## Task instructions
All lines in the listing below that hold the string "PathBuf" are to be tallied, with only the total reported.

## Dataset
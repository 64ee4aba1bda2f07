//! Queue configuration.

use std::env;
use std::path::{Path, PathBuf};
use std::sync::atomic::{AtomicU64, Ordering};

use serde::{Deserialize, Serialize};

use crate::error::{QueueError, Result};

/// Default in-memory ring capacity (64KB).
pub const DEFAULT_MEMORY_CAPACITY: usize = 64 * 1024;

/// Default size at which a disk chunk is sealed (1MB).
pub const DEFAULT_CHUNK_SIZE: u64 = 1024 * 1024;

/// Default low-water threshold (4KB).
pub const DEFAULT_LOW_WATER: usize = 4 * 1024;

/// Default chunk filename prefix.
pub const DEFAULT_PREFIX: &str = "bytequeue";

/// Byte queue configuration.
///
/// Every field has a default, so a partial JSON/YAML document deserializes
/// into a usable config.
#[derive(Debug, Clone, PartialEq, Eq, Serialize, Deserialize)]
#[serde(default)]
pub struct QueueConfig {
    /// Directory that receives spilled chunk files.
    pub temp_dir: PathBuf,
    /// Chunk filename prefix; files are named `{prefix}_{sequence}`.
    pub prefix: String,
    /// Capacity of the in-memory ring in bytes.
    pub memory_capacity: usize,
    /// Size in bytes at which the open chunk is sealed and handed to the reader.
    pub chunk_size: u64,
    /// Unread byte count that wakes a blocked reader. Clamped to
    /// `1..=memory_capacity`.
    pub low_water: usize,
}

impl Default for QueueConfig {
    fn default() -> Self {
        Self {
            temp_dir: env::temp_dir(),
            prefix: DEFAULT_PREFIX.to_string(),
            memory_capacity: DEFAULT_MEMORY_CAPACITY,
            chunk_size: DEFAULT_CHUNK_SIZE,
            low_water: DEFAULT_LOW_WATER,
        }
    }
}

impl QueueConfig {
    /// Create a config spilling into `temp_dir` with the given filename prefix.
    pub fn new(temp_dir: impl Into<PathBuf>, prefix: impl Into<String>) -> Self {
        Self {
            temp_dir: temp_dir.into(),
            prefix: prefix.into(),
            ..Self::default()
        }
    }

    /// Set the in-memory ring capacity.
    pub fn with_memory_capacity(mut self, bytes: usize) -> Self {
        self.memory_capacity = bytes;
        self
    }

    /// Set the chunk size.
    pub fn with_chunk_size(mut self, bytes: u64) -> Self {
        self.chunk_size = bytes;
        self
    }

    /// Set the low-water threshold.
    pub fn with_low_water(mut self, bytes: usize) -> Self {
        self.low_water = bytes;
        self
    }

    /// Check that the config can back a queue.
    pub fn validate(&self) -> Result<()> {
        if self.memory_capacity == 0 {
            return Err(QueueError::InvalidConfig(
                "memory_capacity must be greater than 0".into(),
            ));
        }
        if self.chunk_size == 0 {
            return Err(QueueError::InvalidConfig(
                "chunk_size must be greater than 0".into(),
            ));
        }
        if self.prefix.is_empty() {
            return Err(QueueError::InvalidConfig("prefix must not be empty".into()));
        }
        if self.prefix.contains(['/', '\\']) {
            return Err(QueueError::InvalidConfig(format!(
                "prefix must not contain path separators: {:?}",
                self.prefix
            )));
        }
        Ok(())
    }

    /// Low-water threshold actually used by the memory buffer.
    pub(crate) fn effective_low_water(&self) -> usize {
        self.low_water.clamp(1, self.memory_capacity.max(1))
    }
}

pub(crate) fn chunk_path(dir: &Path, prefix: &str, sequence: u64) -> PathBuf {
    dir.join(format!("{}_{}", prefix, sequence))
}

/// Caller-owned generator of unique ids.
///
/// Queues sharing a temp directory need distinct prefixes. Hand each one a
/// prefix from the same `IdGen` instead of relying on a global counter.
#[derive(Debug)]
pub struct IdGen {
    next_id: AtomicU64,
}

impl IdGen {
    /// Create a generator starting at 1.
    pub fn new() -> Self {
        Self {
            next_id: AtomicU64::new(1),
        }
    }

    /// Get the next unique id.
    pub fn next_id(&self) -> u64 {
        self.next_id.fetch_add(1, Ordering::Relaxed)
    }

    /// Get the next unique prefix, `{base}-{id}`.
    pub fn next_prefix(&self, base: &str) -> String {
        format!("{}-{}", base, self.next_id())
    }
}

impl Default for IdGen {
    fn default() -> Self {
        Self::new()
    }
}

## Solution
4